Usually, tools like ChatGPT and Claude don't transcribe YouTube or Facebook videos, not because they can't, but because transcription isn't their core business. Another challenge is processing. Platforms like YouTube and Facebook often require transcription pipelines, proxy IP handling, and additional infrastructure just to access and process media reliably.

What that means in practice: there's no single Transcribe button inside ChatGPT, drag-and-drop audio files don't reliably get transcribed, and the obvious assumption — paste a YouTube link, get a transcript back — doesn't work out of the box. ChatGPT can't fetch the audio off a video URL on its own.

What does work is two paths. Voice mode transcribes what you say into the mic in real time, inside the ChatGPT mobile or Desktop app. And a custom connector — like the VTS one we maintain — adds the missing infrastructure (the pipeline, the proxy handling, the engine) and exposes a transcription tool that ChatGPT can call when you paste a YouTube or Facebook link. Those two cover most real use cases. Everything else either lives on the OpenAI API side (Whisper) or means using a dedicated transcription app and bringing the text back into ChatGPT afterward.

Key takeaways
  • ChatGPT does not natively transcribe audio or video files you drag into the chat. Uploads might preview a waveform, but you won't get a reliable transcript out.
  • Voice mode is the one native path — it transcribes you speaking live, on the ChatGPT mobile and Desktop apps. The full transcript saves to the chat history.
  • For pre-recorded URLs, add a custom connector. The VTS connector supports YouTube and Facebook links (videos and reels) — paste the URL in chat, ChatGPT calls the tool, transcript comes back in the same conversation.
  • Other sources (raw .mp3 files, Zoom recordings, podcasts you have locally) — transcribe at vts.askgiya.com first, then paste the text into ChatGPT for the summary/quotes/analysis step.
  • "Is it free?" Voice mode has a free daily cap. VTS gives you 300 minutes/month free; past that you top up your wallet or move to the Pro plan.

The end-to-end demo:

How can I transcribe my audio in ChatGPT?

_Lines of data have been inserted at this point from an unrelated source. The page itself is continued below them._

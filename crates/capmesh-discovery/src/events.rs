// crates/capmesh-discovery/src/events.rs
// ============================================================================
// Module: events
// Description: Observer hooks for the registration lifecycle.
// Purpose: Let embedders observe registration progress without coupling the
//          manager to any concrete logging or metrics backend.
// Dependencies: capmesh-core
// ============================================================================

//! ## Overview
//!
//! The registration manager reports every lifecycle transition through
//! [`DiscoveryEvents`]. Implementations must be cheap and must not block;
//! the manager calls them inline from its own task. [`NoopDiscoveryEvents`]
//! is the default sink.

use capmesh_core::ServiceTarget;

/// Observer for registration lifecycle transitions.
pub trait DiscoveryEvents: Send + Sync {
    /// The service registered (or re-registered) and received `target`.
    fn on_registered(&self, target: &ServiceTarget) {
        let _ = target;
    }

    /// A registration attempt failed; `retries_left` is the remaining
    /// budget after this attempt.
    fn on_registration_failed(&self, reason: &str, retries_left: u32) {
        let _ = (reason, retries_left);
    }

    /// The service deregistered from the router.
    fn on_deregistered(&self) {}

    /// A liveness ping completed; `accepted` is false when the router
    /// refused or was unreachable.
    fn on_ping(&self, accepted: bool) {
        let _ = accepted;
    }

    /// A health-state report was dropped; state reporting is best effort
    /// and never fails the caller.
    fn on_state_report_dropped(&self, reason: &str) {
        let _ = reason;
    }

    /// The issued id could not be cached on disk; the service will
    /// register fresh after a restart.
    fn on_instance_cache_failed(&self, reason: &str) {
        let _ = reason;
    }

    /// The registration guard could not be acquired within its deadline
    /// and the tick was skipped.
    fn on_guard_timeout(&self) {}
}

/// Event sink that discards everything.
#[derive(Debug, Default, Clone, Copy)]
pub struct NoopDiscoveryEvents;

impl DiscoveryEvents for NoopDiscoveryEvents {}
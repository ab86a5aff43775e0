// crates/capmesh-forwards/src/resolver.rs
// ============================================================================
// Module: resolver
// Description: Remote catalog retrieval for forward links.
// Purpose: Fetch the tool and resource catalogs a remote router exposes.
// Dependencies: capmesh-core, async-trait, reqwest
// ============================================================================

//! ## Overview
//!
//! [`ForwardResolver`] is the wire seam for federation: given a forward
//! reference it returns the remote router's catalogs. The production
//! implementation speaks the router's own REST catalog surface; tests
//! substitute canned resolvers.

use std::time::Duration;

use async_trait::async_trait;
use capmesh_core::ApiResponse;
use capmesh_core::ForwardReference;
use capmesh_core::GatewayError;
use capmesh_core::RemoteToolReference;
use capmesh_core::ResourceReference;

/// Fetches the catalogs a remote router exposes.
#[async_trait]
pub trait ForwardResolver: Send + Sync {
    /// Lists the tools the remote router advertises.
    ///
    /// # Errors
    ///
    /// Returns [`GatewayError::Transport`] when the remote is
    /// unreachable and [`GatewayError::InvalidResponse`] when its reply
    /// does not decode.
    async fn list_tools(
        &self,
        forward: &ForwardReference,
    ) -> Result<Vec<RemoteToolReference>, GatewayError>;

    /// Lists the resources the remote router advertises.
    ///
    /// # Errors
    ///
    /// Returns [`GatewayError::Transport`] when the remote is
    /// unreachable and [`GatewayError::InvalidResponse`] when its reply
    /// does not decode.
    async fn list_resources(
        &self,
        forward: &ForwardReference,
    ) -> Result<Vec<ResourceReference>, GatewayError>;
}

/// Default deadline for remote catalog fetches.
pub const DEFAULT_RESOLVE_TIMEOUT: Duration = Duration::from_secs(10);

/// REST resolver against a remote router's catalog endpoints.
#[derive(Debug, Clone)]
pub struct HttpForwardResolver {
    /// Shared HTTP client carrying the fetch deadline.
    http: reqwest::Client,
}

impl HttpForwardResolver {
    /// Builds a resolver with the given fetch deadline.
    ///
    /// # Errors
    ///
    /// Returns [`GatewayError::Transport`] when the underlying HTTP
    /// client cannot be constructed.
    pub fn new(timeout: Duration) -> Result<Self, GatewayError> {
        let http = reqwest::Client::builder()
            .timeout(timeout)
            .build()
            .map_err(|err| GatewayError::Transport(err.to_string()))?;
        Ok(Self { http })
    }

    /// Fetches one catalog listing and unwraps the response envelope.
    async fn fetch<T>(&self, url: String) -> Result<Vec<T>, GatewayError>
    where
        T: serde::de::DeserializeOwned,
    {
        let response = self
            .http
            .get(url)
            .send()
            .await
            .map_err(|err| GatewayError::Transport(err.to_string()))?;
        let status = response.status();
        if !status.is_success() {
            return Err(GatewayError::InvalidResponse(format!(
                "remote router answered {status}"
            )));
        }
        let envelope: ApiResponse<Vec<T>> = response
            .json()
            .await
            .map_err(|err| GatewayError::InvalidResponse(err.to_string()))?;
        Ok(envelope.data.unwrap_or_default())
    }

    /// Renders a catalog URL under the forward's base address.
    fn catalog_url(forward: &ForwardReference, listing: &str) -> String {
        format!(
            "{}/api/v1/{listing}/list",
            forward.address.trim_end_matches('/')
        )
    }
}

#[async_trait]
impl ForwardResolver for HttpForwardResolver {
    async fn list_tools(
        &self,
        forward: &ForwardReference,
    ) -> Result<Vec<RemoteToolReference>, GatewayError> {
        self.fetch(Self::catalog_url(forward, "tools")).await
    }

    async fn list_resources(
        &self,
        forward: &ForwardReference,
    ) -> Result<Vec<ResourceReference>, GatewayError> {
        self.fetch(Self::catalog_url(forward, "resources")).await
    }
}
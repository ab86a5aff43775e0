// crates/capmesh-core/src/health.rs
// ============================================================================
// Module: Health Records
// Description: Bounded per-service history of health observations.
// Purpose: Track liveness and recent outcomes for registered capabilities.
// Dependencies: serde, time
// ============================================================================

//! ## Overview
//! Each registered capability instance owns an [`ActivityRecord`]: a last-seen
//! timestamp plus a capacity-bounded [`HealthHistory`] ring of
//! [`HealthRecord`] observations. Records are ordered by insertion; the ring
//! evicts the oldest record first once it reaches capacity. Appends never
//! fail and never grow beyond the configured capacity.

// ============================================================================
// SECTION: Imports
// ============================================================================

use std::collections::VecDeque;

use serde::Deserialize;
use serde::Serialize;
use time::OffsetDateTime;

use crate::identifiers::ServiceId;

// ============================================================================
// SECTION: Constants
// ============================================================================

/// Sentinel reason recorded for healthy observations.
pub const HEALTHY_REASON: &str = "healthy";

/// Default bound on the number of retained health records per service.
pub const DEFAULT_HISTORY_CAPACITY: usize = 10;

// ============================================================================
// SECTION: Health Record
// ============================================================================

/// One health observation for a capability instance.
///
/// # Invariants
/// - `reason` is the [`HEALTHY_REASON`] sentinel when `healthy` is true.
/// - `timestamp` reflects observation creation, not arrival; ordering is by
///   insertion into the history, not by timestamp.
#[derive(Debug, Clone, PartialEq, Eq, Serialize, Deserialize)]
pub struct HealthRecord {
    /// Time the observation was produced.
    #[serde(with = "time::serde::rfc3339")]
    pub timestamp: OffsetDateTime,
    /// Whether the service considered the observed operation successful.
    pub healthy: bool,
    /// Sentinel when healthy, free-text cause otherwise.
    pub reason: String,
}

impl HealthRecord {
    /// Creates a healthy observation stamped with the current time.
    #[must_use]
    pub fn healthy() -> Self {
        Self {
            timestamp: OffsetDateTime::now_utc(),
            healthy: true,
            reason: HEALTHY_REASON.to_string(),
        }
    }

    /// Creates an unhealthy observation with a cause.
    #[must_use]
    pub fn unhealthy(reason: impl Into<String>) -> Self {
        Self {
            timestamp: OffsetDateTime::now_utc(),
            healthy: false,
            reason: reason.into(),
        }
    }

    /// Creates the record appended when a service deregisters.
    #[must_use]
    pub fn inactive() -> Self {
        Self::unhealthy("service deregistered")
    }

    /// Creates the record synthesized for services that registered but never
    /// reported state or pinged.
    #[must_use]
    pub fn missing_in_action() -> Self {
        Self::unhealthy("service registered but never reported state")
    }
}

// ============================================================================
// SECTION: Health History
// ============================================================================

/// Capacity-bounded FIFO ring of health records.
///
/// # Invariants
/// - Never holds more than `capacity` records.
/// - Eviction is strictly oldest-first; insertion order is preserved.
#[derive(Debug, Clone, PartialEq, Eq, Serialize, Deserialize)]
pub struct HealthHistory {
    /// Retained records, oldest first.
    records: VecDeque<HealthRecord>,
    /// Maximum number of retained records.
    capacity: usize,
}

impl HealthHistory {
    /// Creates an empty history with the given capacity.
    ///
    /// A zero capacity is clamped to one so appends remain observable.
    #[must_use]
    pub fn with_capacity(capacity: usize) -> Self {
        let capacity = capacity.max(1);
        Self {
            records: VecDeque::with_capacity(capacity),
            capacity,
        }
    }

    /// Appends a record, evicting the oldest when at capacity.
    pub fn push(&mut self, record: HealthRecord) {
        if self.records.len() == self.capacity {
            self.records.pop_front();
        }
        self.records.push_back(record);
    }

    /// Returns up to `limit` records, most recent first.
    #[must_use]
    pub fn recent(&self, limit: usize) -> Vec<HealthRecord> {
        self.records.iter().rev().take(limit).cloned().collect()
    }

    /// Returns the number of retained records.
    #[must_use]
    pub fn len(&self) -> usize {
        self.records.len()
    }

    /// Returns true when no records are retained.
    #[must_use]
    pub fn is_empty(&self) -> bool {
        self.records.is_empty()
    }

    /// Returns the configured capacity.
    #[must_use]
    pub const fn capacity(&self) -> usize {
        self.capacity
    }
}

impl Default for HealthHistory {
    fn default() -> Self {
        Self::with_capacity(DEFAULT_HISTORY_CAPACITY)
    }
}

// ============================================================================
// SECTION: Activity Record
// ============================================================================

/// Liveness summary for one registered capability instance.
///
/// # Invariants
/// - `id` matches the owning registry entry.
/// - `last_seen` is refreshed by pings and registration, never rewound.
#[derive(Debug, Clone, PartialEq, Eq, Serialize, Deserialize)]
pub struct ActivityRecord {
    /// Identifier of the instance this record belongs to.
    pub id: ServiceId,
    /// Last time the instance registered or pinged.
    #[serde(with = "time::serde::rfc3339")]
    pub last_seen: OffsetDateTime,
    /// Whether the instance is considered active.
    pub active: bool,
    /// Bounded ring of health observations.
    pub states: HealthHistory,
}

impl ActivityRecord {
    /// Creates a fresh record for a newly registered instance.
    #[must_use]
    pub fn new(id: ServiceId, history_capacity: usize) -> Self {
        Self {
            id,
            last_seen: OffsetDateTime::now_utc(),
            active: true,
            states: HealthHistory::with_capacity(history_capacity),
        }
    }

    /// Marks the instance as seen now and active.
    pub fn touch(&mut self) {
        self.last_seen = OffsetDateTime::now_utc();
        self.active = true;
    }

    /// Marks the instance as gone after deregistration.
    pub fn retire(&mut self) {
        self.last_seen = OffsetDateTime::now_utc();
        self.active = false;
        self.states.push(HealthRecord::inactive());
    }
}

The honest answer depends on what "my audio" is:

That third bucket is where most people get stuck. They assume ChatGPT does what voice mode does for any audio file — it doesn't. Live mic and pre-recorded file are two completely different code paths inside the app.

Is it free to use ChatGPT for audio transcription?

Voice mode is free on chatgpt.com accounts with a daily cap on minutes. Sustained use hits the cap and bounces you back to text-only for the rest of the day. Plus ($20/month) raises the cap substantially; Team and Enterprise raise it further.

The custom-connector path is free to set up — connectors themselves don't cost anything. You pay only for the transcription work the connector does. With VTS that's 300 minutes per month on the free tier, then 6¢/min from your wallet, or a flat 25 hours/month on Pro. No markup for going through ChatGPT versus going to VTS directly.

The Whisper API (for developers writing scripts) is pay-per-use — currently around half a cent per minute of audio. Cheap, but you have to write the integration yourself.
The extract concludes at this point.